Today we are publishing our third iteration of the Frontier Safety Framework (FSF). This is the most comprehensive approach to identifying and mitigating serious risks from advanced AI models.
This update is based on ongoing collaborations with industry, academia and government experts. It also incorporates lessons learned from previous version implementations and evolving best practices in frontier AI safety.
Important updates to the framework
Address the risk of harmful operations
This update introduces a critical functional level (CCL)* focusing on harmful operations. Specifically, we introduce AI models with powerful manipulation capabilities that can be misused to systematically and substantially change beliefs and behaviors in the context of high stakes identified throughout interaction with the model.
This addition is operated on the basis of research carried out to identify and evaluate mechanisms that facilitate operations from the generated AI. Going forward, we will continue to invest in this domain to better understand and measure the risks associated with harmful operations.
Adapt your approach to malicious risk
We also extended the framework to address potential future scenarios. This scenario can interfere with the operator’s ability to direct, modify, or shut down the operator.

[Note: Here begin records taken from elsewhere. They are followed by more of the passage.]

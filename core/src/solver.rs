//! A* path solver over carved passages
//!
//! Edges are the open walls of the maze, every step costs 1 and the
//! heuristic is Manhattan distance to the goal, which never overestimates on
//! a 4-connected grid. Frontier ties on `f` fall back to insertion order.

use std::cmp::Reverse;
use std::collections::BinaryHeap;

use crate::grid::{Direction, Maze, Position};

/// Entrance-to-exit route, both ends included
///
/// Empty only when the maze is not connected.
pub fn solve(maze: &Maze) -> Vec<Position> {
    solve_from(maze, maze.entrance(), maze.exit())
}

/// Shortest route between two cells, both ends included
pub fn solve_from(maze: &Maze, start: Position, goal: Position) -> Vec<Position> {
    if !maze.in_bounds(start) || !maze.in_bounds(goal) {
        return Vec::new();
    }

    let cells = maze.width() * maze.height();
    let mut g_score = vec![usize::MAX; cells];
    let mut came_from: Vec<Option<Position>> = vec![None; cells];
    let mut closed = vec![false; cells];

    // (f, insertion order, position); Reverse turns the max-heap into a min-heap
    let mut open = BinaryHeap::new();
    let mut counter = 0u64;

    g_score[maze.index(start)] = 0;
    open.push(Reverse((start.manhattan(goal), counter, start)));

    while let Some(Reverse((_, _, current))) = open.pop() {
        if current == goal {
            let path = reconstruct(maze, &came_from, goal);
            tracing::debug!("Solved {} -> {} in {} steps", start, goal, path.len() - 1);
            return path;
        }

        let idx = maze.index(current);
        if closed[idx] {
            continue;
        }
        closed[idx] = true;

        let tentative = g_score[idx] + 1;
        for next in maze.open_neighbors(current) {
            let n_idx = maze.index(next);
            if tentative < g_score[n_idx] {
                g_score[n_idx] = tentative;
                came_from[n_idx] = Some(current);
                counter += 1;
                open.push(Reverse((tentative + next.manhattan(goal), counter, next)));
            }
        }
    }

    tracing::debug!("No path from {} to {}", start, goal);
    Vec::new()
}

fn reconstruct(maze: &Maze, came_from: &[Option<Position>], goal: Position) -> Vec<Position> {
    let mut path = vec![goal];
    let mut current = goal;
    while let Some(prev) = came_from[maze.index(current)] {
        path.push(prev);
        current = prev;
    }
    path.reverse();
    path
}

/// Directions walked along a path of adjacent positions
///
/// Stops at the first pair that is not adjacent.
pub fn directions_along(path: &[Position]) -> Vec<Direction> {
    path.windows(2)
        .map_while(|pair| pair[0].direction_to(pair[1]))
        .collect()
}

#[cfg(test)]
mod tests {
    use super::*;
    use crate::maze_gen::MazeBuilder;
    use std::collections::{HashSet, VecDeque};

    fn bfs_distance(maze: &Maze, start: Position, goal: Position) -> Option<usize> {
        let mut dist = vec![usize::MAX; maze.width() * maze.height()];
        let mut queue = VecDeque::from([start]);
        dist[maze.index(start)] = 0;

        while let Some(pos) = queue.pop_front() {
            if pos == goal {
                return Some(dist[maze.index(pos)]);
            }
            for next in maze.open_neighbors(pos) {
                if dist[maze.index(next)] == usize::MAX {
                    dist[maze.index(next)] = dist[maze.index(pos)] + 1;
                    queue.push_back(next);
                }
            }
        }
        None
    }

    /// Comb maze: open top row, every column open top to bottom
    fn comb(side: usize) -> Maze {
        let mut builder = MazeBuilder::new(side, side).unwrap();
        for x in 0..side - 1 {
            builder.carve(Position::new(x, 0), Position::new(x + 1, 0));
        }
        for x in 0..side {
            for y in 0..side - 1 {
                builder.carve(Position::new(x, y), Position::new(x, y + 1));
            }
        }
        builder.build()
    }

    #[test]
    fn test_solution_endpoints_and_adjacency() {
        let maze = Maze::generate_seeded(17, 17, 31337).unwrap();
        let path = solve(&maze);

        assert_eq!(path.first(), Some(&maze.entrance()));
        assert_eq!(path.last(), Some(&maze.exit()));
        for pair in path.windows(2) {
            assert_eq!(pair[0].manhattan(pair[1]), 1);
            assert!(!maze.wall_between(pair[0], pair[1]));
        }

        let unique: HashSet<_> = path.iter().collect();
        assert_eq!(unique.len(), path.len());
    }

    #[test]
    fn test_matches_bfs_length() {
        for seed in 0..20u64 {
            let maze = Maze::generate_seeded(23, 23, seed).unwrap();
            let path = solve(&maze);
            let expected = bfs_distance(&maze, maze.entrance(), maze.exit()).unwrap();
            assert_eq!(path.len() - 1, expected, "seed {}", seed);
        }
    }

    #[test]
    fn test_easy_scenario() {
        let maze = Maze::generate_seeded(11, 11, 2024).unwrap();
        assert_eq!(maze.open_edge_count(), 120);

        let path = solve(&maze);
        assert!(path.len() - 1 >= 20);
    }

    #[test]
    fn test_exact_manhattan_route() {
        let maze = comb(11);
        let path = solve(&maze);
        assert_eq!(path.len() - 1, 20);
        assert_eq!(maze.open_edge_count(), 120);
    }

    #[test]
    fn test_unsolvable_returns_empty() {
        let mut builder = MazeBuilder::new(3, 3).unwrap();
        builder.carve(Position::new(0, 0), Position::new(1, 0));
        let maze = builder.build();
        assert!(solve(&maze).is_empty());
    }

    #[test]
    fn test_solve_from_midpoint() {
        let maze = comb(5);
        let path = solve_from(&maze, Position::new(2, 4), Position::new(4, 4));
        // Up the column, across the top, down the last column
        assert_eq!(path.len() - 1, 4 + 2 + 4);
        assert!(solve_from(&maze, Position::new(9, 9), maze.exit()).is_empty());
    }

    #[test]
    fn test_start_equals_goal() {
        let maze = comb(3);
        let p = Position::new(1, 1);
        assert_eq!(solve_from(&maze, p, p), vec![p]);
    }

    #[test]
    fn test_directions_along() {
        let path = [
            Position::new(0, 0),
            Position::new(1, 0),
            Position::new(1, 1),
            Position::new(0, 1),
            Position::new(0, 0),
        ];
        assert_eq!(
            directions_along(&path),
            vec![Direction::Right, Direction::Down, Direction::Left, Direction::Up]
        );
    }
}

Previous versions of the framework included an exploratory approach centered around Instrumental Reasoning CCLS (i.e., warning levels specific to when AI models begin to think deceptively), but this update has now provided additional protocols for machine learning research and development focusing on models that potentially destabilize the level of machine learning research and development.

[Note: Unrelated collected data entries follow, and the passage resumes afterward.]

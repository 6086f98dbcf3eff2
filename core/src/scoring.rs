//! Completion scoring and level progression
//!
//! `score = (time_bonus + move_bonus + item_bonus) * multiplier` with
//! - `time_bonus = max(0, reference_time_ms - elapsed_ms) / 100`
//! - `move_bonus = max(0, reference_moves - moves) * 2`
//! - `item_bonus = items * item_bonus`

use serde::{Deserialize, Serialize};

use crate::difficulty::Difficulty;
use crate::error::{MazeError, Result};
use crate::player::RunSummary;

/// Wins needed per level tier
pub const COMPLETIONS_PER_LEVEL: u32 = 5;

/// Largest accepted par time (24 hours)
pub const MAX_REFERENCE_TIME_MS: u64 = 86_400_000;

/// Largest accepted per-item bonus
pub const MAX_ITEM_BONUS: u64 = 1_000_000;

/// Par time and move count for one difficulty
#[derive(Debug, Clone, Copy, PartialEq, Eq, Serialize, Deserialize)]
pub struct Reference {
    pub time_ms: u64,
    pub moves: u32,
}

/// Tunable scoring constants
#[derive(Debug, Clone, PartialEq, Eq, Serialize, Deserialize)]
#[serde(default)]
pub struct ScoringConfig {
    pub easy: Reference,
    pub medium: Reference,
    pub hard: Reference,
    pub expert: Reference,
    /// Points per collected item in the final score
    pub item_bonus: u64,
}

impl Default for ScoringConfig {
    fn default() -> Self {
        Self {
            easy: Reference {
                time_ms: 60_000,
                moves: 100,
            },
            medium: Reference {
                time_ms: 120_000,
                moves: 200,
            },
            hard: Reference {
                time_ms: 180_000,
                moves: 350,
            },
            expert: Reference {
                time_ms: 300_000,
                moves: 600,
            },
            item_bonus: 50,
        }
    }
}

impl ScoringConfig {
    pub fn reference(&self, difficulty: Difficulty) -> Reference {
        match difficulty {
            Difficulty::Easy => self.easy,
            Difficulty::Medium => self.medium,
            Difficulty::Hard => self.hard,
            Difficulty::Expert => self.expert,
        }
    }

    /// Reject par times and bonuses outside the accepted range
    pub fn validate(&self) -> Result<()> {
        for difficulty in Difficulty::ALL {
            let reference = self.reference(difficulty);
            if reference.time_ms > MAX_REFERENCE_TIME_MS {
                return Err(MazeError::InvalidScoring(format!(
                    "{} time_ms {} exceeds {}",
                    difficulty, reference.time_ms, MAX_REFERENCE_TIME_MS
                )));
            }
        }
        if self.item_bonus > MAX_ITEM_BONUS {
            return Err(MazeError::InvalidScoring(format!(
                "item_bonus {} exceeds {}",
                self.item_bonus, MAX_ITEM_BONUS
            )));
        }
        Ok(())
    }

    /// Final score for a finished run
    ///
    /// Saturates at `u64::MAX` rather than overflowing.
    pub fn score(&self, run: &RunSummary, difficulty: Difficulty) -> u64 {
        let reference = self.reference(difficulty);
        let time_bonus = reference.time_ms.saturating_sub(run.elapsed_ms) / 100;
        let move_bonus = u64::from(reference.moves.saturating_sub(run.moves)) * 2;
        let item_bonus = u64::from(run.items_collected).saturating_mul(self.item_bonus);
        time_bonus
            .saturating_add(move_bonus)
            .saturating_add(item_bonus)
            .saturating_mul(difficulty.multiplier())
    }
}

/// Aggregate progress across levels
#[derive(Debug, Clone, PartialEq, Eq, Serialize, Deserialize)]
pub struct Progression {
    pub total_completed: u32,
    pub level: u32,
    pub best_time_ms: Option<u64>,
}

impl Default for Progression {
    fn default() -> Self {
        Self {
            total_completed: 0,
            level: 1,
            best_time_ms: None,
        }
    }
}

impl Progression {
    /// Record a win; returns true when the level tier went up
    pub fn record_win(&mut self, elapsed_ms: u64) -> bool {
        self.total_completed += 1;
        self.best_time_ms = Some(match self.best_time_ms {
            Some(best) => best.min(elapsed_ms),
            None => elapsed_ms,
        });

        if self.total_completed % COMPLETIONS_PER_LEVEL == 0 {
            self.level += 1;
            true
        } else {
            false
        }
    }
}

In addition to the risk of misuse that arises from these features, there is also the possibility of models of undirected action at these functional levels, as well as the false risk that such models are likely to be integrated into the AI ​​development and deployment process.

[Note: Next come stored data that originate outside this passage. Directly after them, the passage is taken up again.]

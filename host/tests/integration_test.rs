use host::{generate_level, load_moves, replay_moves, save_json, HostConfig};
use maze_core::{Difficulty, ScoringConfig};

/// The known maze seed for testing
const MAZE_SEED: u64 = 2918957128;

fn config(difficulty: Difficulty) -> HostConfig {
    HostConfig {
        difficulty,
        seed: Some(MAZE_SEED),
        ..HostConfig::default()
    }
}

#[test]
fn test_generated_level_shape() {
    let level = generate_level(&config(Difficulty::Easy)).expect("Maze generation failed");

    assert_eq!(level.seed, MAZE_SEED);
    assert_eq!((level.width, level.height), (11, 11));
    assert_eq!(level.grid.len(), 23);
    assert!(level.grid.iter().all(|row| row.len() == 23));

    // Start and end are paths, outer corners are walls
    assert_eq!(level.grid[1][1], 1);
    assert_eq!(level.grid[21][21], 1);
    assert_eq!(level.grid[0][0], 0);
    assert_eq!(level.grid[22][22], 0);

    assert_eq!(level.solution_moves.len() + 1, level.solution.len());
    assert!(level.solution_moves.len() >= 20);
    assert!(level.coins.iter().all(|c| !level.solution.contains(c)));
}

#[test]
fn test_generation_is_reproducible() {
    let a = generate_level(&config(Difficulty::Hard)).unwrap();
    let b = generate_level(&config(Difficulty::Hard)).unwrap();
    assert_eq!(a.grid, b.grid);
    assert_eq!(a.coins, b.coins);
}

#[test]
fn test_valid_solution_replay() {
    let cfg = config(Difficulty::Medium);
    let level = generate_level(&cfg).unwrap();

    let report = replay_moves(&cfg, &level.solution_moves).expect("Replay failed");

    assert!(report.reached_exit, "Solution should reach the exit");
    assert_eq!(report.moves_rejected, 0);
    assert_eq!(report.moves_accepted as usize, level.solution_moves.len());
    assert_eq!(report.items_collected, 0);

    let expected = ScoringConfig::default().score(
        &maze_core::RunSummary {
            elapsed_ms: report.elapsed_ms,
            moves: report.moves_accepted,
            items_collected: 0,
            running_score: 0,
            phase: maze_core::RunPhase::Won,
        },
        Difficulty::Medium,
    );
    assert_eq!(report.score, Some(expected));

    let win = report.win.expect("Win should be reported");
    assert_eq!(win.total_completed, 1);
    assert_eq!(win.best_time_ms, report.elapsed_ms);
}

#[test]
fn test_partial_solution() {
    let cfg = config(Difficulty::Easy);
    let level = generate_level(&cfg).unwrap();

    let half = &level.solution_moves[..level.solution_moves.len() / 2];
    let report = replay_moves(&cfg, half).unwrap();

    assert!(!report.reached_exit);
    assert_eq!(report.score, None);
    assert!(report.win.is_none());
}

#[test]
fn test_invalid_moves() {
    // Up and left from the entrance always hit the outer wall; 7 is not a direction
    let report = replay_moves(&config(Difficulty::Easy), &[0, 3, 0, 3, 7]).unwrap();

    assert!(!report.reached_exit);
    assert_eq!(report.moves_accepted, 0);
    assert_eq!(report.moves_rejected, 5);
    assert_eq!(report.elapsed_ms, 0);
}

#[test]
fn test_moves_after_exit_are_rejected() {
    let cfg = config(Difficulty::Easy);
    let level = generate_level(&cfg).unwrap();

    let mut moves = level.solution_moves.clone();
    moves.extend([0, 1, 2, 3]);
    let report = replay_moves(&cfg, &moves).unwrap();
    let clean = replay_moves(&cfg, &level.solution_moves).unwrap();

    assert!(report.reached_exit);
    assert_eq!(report.moves_rejected, 4);
    assert_eq!(report.score, clean.score);
    assert_eq!(report.elapsed_ms, clean.elapsed_ms);
}

#[test]
fn test_moves_file_round_trip() {
    let dir = std::env::temp_dir();
    let path = dir.join(format!("maze_moves_{}.json", std::process::id()));
    let path = path.to_str().unwrap();

    save_json(&vec![1u8, 2, 1, 2], path).unwrap();
    assert_eq!(load_moves(path).unwrap(), vec![1, 2, 1, 2]);

    save_json(&Vec::<u8>::new(), path).unwrap();
    assert!(load_moves(path).is_err());

    std::fs::remove_file(path).unwrap();
}

#[test]
fn test_config_file() {
    let path = std::env::temp_dir().join(format!("maze_config_{}.json", std::process::id()));
    std::fs::write(
        &path,
        r#"{"difficulty": "expert", "seed": 42, "scoring": {"item_bonus": 75}}"#,
    )
    .unwrap();

    let config = HostConfig::load(&path).unwrap();
    assert_eq!(config.difficulty, Difficulty::Expert);
    assert_eq!(config.seed, Some(42));
    assert_eq!(config.scoring.item_bonus, 75);
    assert_eq!(config.scoring.easy, ScoringConfig::default().easy);
    assert_eq!(config.move_interval_ms(), host::DEFAULT_MOVE_INTERVAL_MS);

    std::fs::remove_file(&path).unwrap();
}

#[test]
fn test_config_file_rejects_huge_interval() {
    let path = std::env::temp_dir().join(format!("maze_interval_{}.json", std::process::id()));
    std::fs::write(&path, r#"{"seed": 42, "move_interval_ms": 18446744073709551615}"#).unwrap();

    let result = HostConfig::load(&path);
    std::fs::remove_file(&path).unwrap();
    assert!(result.is_err());
}

#[test]
fn test_replay_rejects_out_of_range_config() {
    let huge_interval = HostConfig {
        move_interval_ms: Some(u64::MAX),
        ..config(Difficulty::Easy)
    };
    assert!(replay_moves(&huge_interval, &[1, 1, 2]).is_err());

    let mut huge_bonus = config(Difficulty::Expert);
    huge_bonus.scoring.item_bonus = u64::MAX / 2;
    assert!(replay_moves(&huge_bonus, &[1]).is_err());
}

#[test]
fn test_replay_at_max_interval() {
    let cfg = HostConfig {
        move_interval_ms: Some(host::MAX_MOVE_INTERVAL_MS),
        ..config(Difficulty::Easy)
    };
    let level = generate_level(&cfg).unwrap();
    let report = replay_moves(&cfg, &level.solution_moves).unwrap();
    assert!(report.reached_exit);
    assert!(report.score.is_some());
}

To address the risks posed by CCLS, if the relevant CCL is reached, a safety case review will be conducted prior to external launch. This involves performing a detailed analysis showing how risk has been reduced to a manageable level. In the case of advanced machine learning R&D CCL, large internal deployments can also pose risks, so we have expanded this approach to include such deployments.
Reduce the risk assessment process
Our framework is designed to address risk proportionately to severity. We specifically refined the definition of CCL to identify key threats that ensure the most rigorous governance and mitigation strategies. We will continue to apply safety and security mitigation as part of our standard model development approach to reach certain CCL thresholds.
Finally, this update will cover the risk assessment process in detail. Based on the early avoidance assessment of the core, we discuss how a global assessment will be conducted, including systematic risk identification, a comprehensive analysis of model capabilities, and an explicit determination of risk tolerance.
Promote frontier’s commitment to safety
This latest update to the Frontier Safety Framework represents our continued commitment to tracking AI risks and taking a scientific and evidence-based approach to moving forward as our capabilities move towards AGI. By expanding the risk domain and strengthening the risk assessment process, we aim to ensure that transformative AI benefits humanity while minimizing potential harm.
Our framework continues to evolve based on new research, stakeholder input, and lessons learned from implementation. We remain committed to working together across industry, academia and government.
A path to useful AGIs requires not only technical breakthroughs but also a robust framework to mitigate risk along the way. We hope that the updated Frontier safety framework will contribute meaningfully to this collective effort.